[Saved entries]

//! Config loading helpers for CLI surfaces.

use crate::InfraResult;
use insights_diag_config::{
    DiagnosticsEnv, ValidatedDiagnosticsConfig, diagnostics_config_schema,
    load_diagnostics_config_from_path, to_pretty_json, to_pretty_toml,
};
use insights_diag_shared::{ErrorCode, ErrorEnvelope};
use std::collections::BTreeMap;
use std::path::Path;

/// Output format for `config show`.
#[derive(Debug, Clone, Copy, PartialEq, Eq, Default)]
pub enum ConfigOutputFormat {
    /// Pretty JSON.
    #[default]
    Json,
    /// Pretty TOML.
    Toml,
}

/// Load and validate the effective config from an env map and optional file.
pub fn load_effective_config(
    env: &BTreeMap<String, String>,
    config_path: Option<&Path>,
) -> InfraResult<ValidatedDiagnosticsConfig> {
    let env = DiagnosticsEnv::from_map(env).map_err(ErrorEnvelope::from)?;
    load_diagnostics_config_from_path(config_path, &env)
}

/// Load and validate the effective config, returning deterministic pretty output.
pub fn render_effective_config(
    env: &BTreeMap<String, String>,
    config_path: Option<&Path>,
    format: ConfigOutputFormat,
) -> InfraResult<String> {
    let config = load_effective_config(env, config_path)?;
    match format {
        ConfigOutputFormat::Json => to_pretty_json(config.as_ref()),
        ConfigOutputFormat::Toml => to_pretty_toml(config.as_ref()),
    }
}

/// The config JSON Schema as pretty JSON.
pub fn config_schema_json() -> InfraResult<String> {
    let schema = diagnostics_config_schema();
    let mut output = serde_json::to_string_pretty(&schema).map_err(|error| {
        ErrorEnvelope::unexpected(
            ErrorCode::internal(),
            format!("failed to serialize config schema: {error}"),
        )
    })?;
    output.push('\n');
    Ok(output)
}
//! Session storage adapters.

use insights_diag_ports::SessionStoragePort;
use insights_diag_shared::{ErrorCode, ErrorEnvelope, Result};
use std::collections::BTreeMap;
use std::fs;
use std::io::{self, BufWriter, Write};
use std::path::{Path, PathBuf};
use std::sync::{Mutex, MutexGuard, PoisonError};

/// Session storage held in process memory.
#[derive(Debug, Default)]
pub struct InMemorySessionStorage {
    entries: Mutex<BTreeMap<String, String>>,
}

impl InMemorySessionStorage {
    /// Create an empty store.
    #[must_use]
    pub fn new() -> Self {
        Self::default()
    }

    /// Copy of every stored entry.
    pub fn snapshot(&self) -> BTreeMap<String, String> {
        self.entries
            .lock()
            .unwrap_or_else(PoisonError::into_inner)
            .clone()
    }
}

impl SessionStoragePort for InMemorySessionStorage {
    fn get(&self, key: &str) -> Result<Option<String>> {
        Ok(self
            .entries
            .lock()
            .unwrap_or_else(PoisonError::into_inner)
            .get(key)
            .cloned())
    }

    fn set(&self, key: &str, value: &str) -> Result<()> {
        self.entries
            .lock()
            .unwrap_or_else(PoisonError::into_inner)
            .insert(key.to_string(), value.to_string());
        Ok(())
    }
}

/// Session storage persisted as a JSON object of string values.
///
/// A missing file reads as an empty session. Through the port a corrupt file
/// also reads as empty, and the next `set` replaces it; only [`load`] reports
/// `storage:corrupt`. Writes go to a sibling temp file that is renamed over
/// the target, so a crash never leaves a torn file.
///
/// [`load`]: FileSessionStorage::load
#[derive(Debug)]
pub struct FileSessionStorage {
    path: PathBuf,
    guard: Mutex<()>,
}

impl FileSessionStorage {
    /// Store backed by `path`. The file is created on first write.
    #[must_use]
    pub fn new(path: impl Into<PathBuf>) -> Self {
        Self {
            path: path.into(),
            guard: Mutex::new(()),
        }
    }

    /// Backing file path.
    #[must_use]
    pub fn path(&self) -> &Path {
        &self.path
    }

    /// Read every entry, failing with `storage:corrupt` on unparsable content.
    pub fn load(&self) -> Result<BTreeMap<String, String>> {
        let _guard = self.lock();
        self.read_entries()
    }

    /// Delete the backing file, ending the session.
    pub fn clear(&self) -> Result<()> {
        let _guard = self.lock();
        match fs::remove_file(&self.path) {
            Ok(()) => Ok(()),
            Err(error) if error.kind() == io::ErrorKind::NotFound => Ok(()),
            Err(error) => Err(self.write_error(&error)),
        }
    }

    fn lock(&self) -> MutexGuard<'_, ()> {
        self.guard.lock().unwrap_or_else(PoisonError::into_inner)
    }

    fn read_entries(&self) -> Result<BTreeMap<String, String>> {
        let text = match fs::read_to_string(&self.path) {
            Ok(text) => text,
            Err(error) if error.kind() == io::ErrorKind::NotFound => return Ok(BTreeMap::new()),
            Err(error) => {
                return Err(ErrorEnvelope::expected(
                    ErrorCode::storage_unavailable(),
                    format!("failed to read session storage: {error}"),
                )
                .with_metadata("path", self.path.display().to_string()));
            },
        };
        if text.trim().is_empty() {
            return Ok(BTreeMap::new());
        }
        serde_json::from_str(&text).map_err(|error| {
            ErrorEnvelope::expected(
                ErrorCode::storage_corrupt(),
                format!("session storage is not a JSON object of strings: {error}"),
            )
            .with_metadata("path", self.path.display().to_string())
        })
    }

    fn read_entries_or_reset(&self) -> Result<BTreeMap<String, String>> {
        match self.read_entries() {
            Err(error) if error.has_code(&ErrorCode::storage_corrupt()) => {
                tracing::debug!(
                    path = %self.path.display(),
                    error = %error,
                    "corrupt session storage read as empty"
                );
                Ok(BTreeMap::new())
            },
            other => other,
        }
    }

    fn write_entries(&self, entries: &BTreeMap<String, String>) -> Result<()> {
        if let Some(parent) = self.path.parent().filter(|parent| !parent.as_os_str().is_empty()) {
            fs::create_dir_all(parent).map_err(|error| self.write_error(&error))?;
        }

        let temp_path = self.path.with_extension("tmp");
        let write = || -> io::Result<()> {
            let mut writer = BufWriter::new(fs::File::create(&temp_path)?);
            serde_json::to_writer_pretty(&mut writer, entries)?;
            writer.write_all(b"\n")?;
            writer.flush()?;
            fs::rename(&temp_path, &self.path)
        };
        write().map_err(|error| self.write_error(&error))
    }

    fn write_error(&self, error: &io::Error) -> ErrorEnvelope {
        ErrorEnvelope::expected(
            ErrorCode::storage_write_failed(),
            format!("failed to write session storage: {error}"),
        )
        .with_metadata("path", self.path.display().to_string())
    }
}

impl SessionStoragePort for FileSessionStorage {
    fn get(&self, key: &str) -> Result<Option<String>> {
        let _guard = self.lock();
        Ok(self.read_entries_or_reset()?.remove(key))
    }

    fn set(&self, key: &str, value: &str) -> Result<()> {
        let _guard = self.lock();
        let mut entries = self.read_entries_or_reset()?;
        entries.insert(key.to_string(), value.to_string());
        self.write_entries(&entries)
    }
}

### Requirement
Your task is to copy each line of the data above that holds "impl".

### Exercise output
impl InMemorySessionStorage {
impl SessionStoragePort for InMemorySessionStorage {
impl FileSessionStorage {
    pub fn new(path: impl Into<PathBuf>) -> Self {
impl SessionStoragePort for FileSessionStorage {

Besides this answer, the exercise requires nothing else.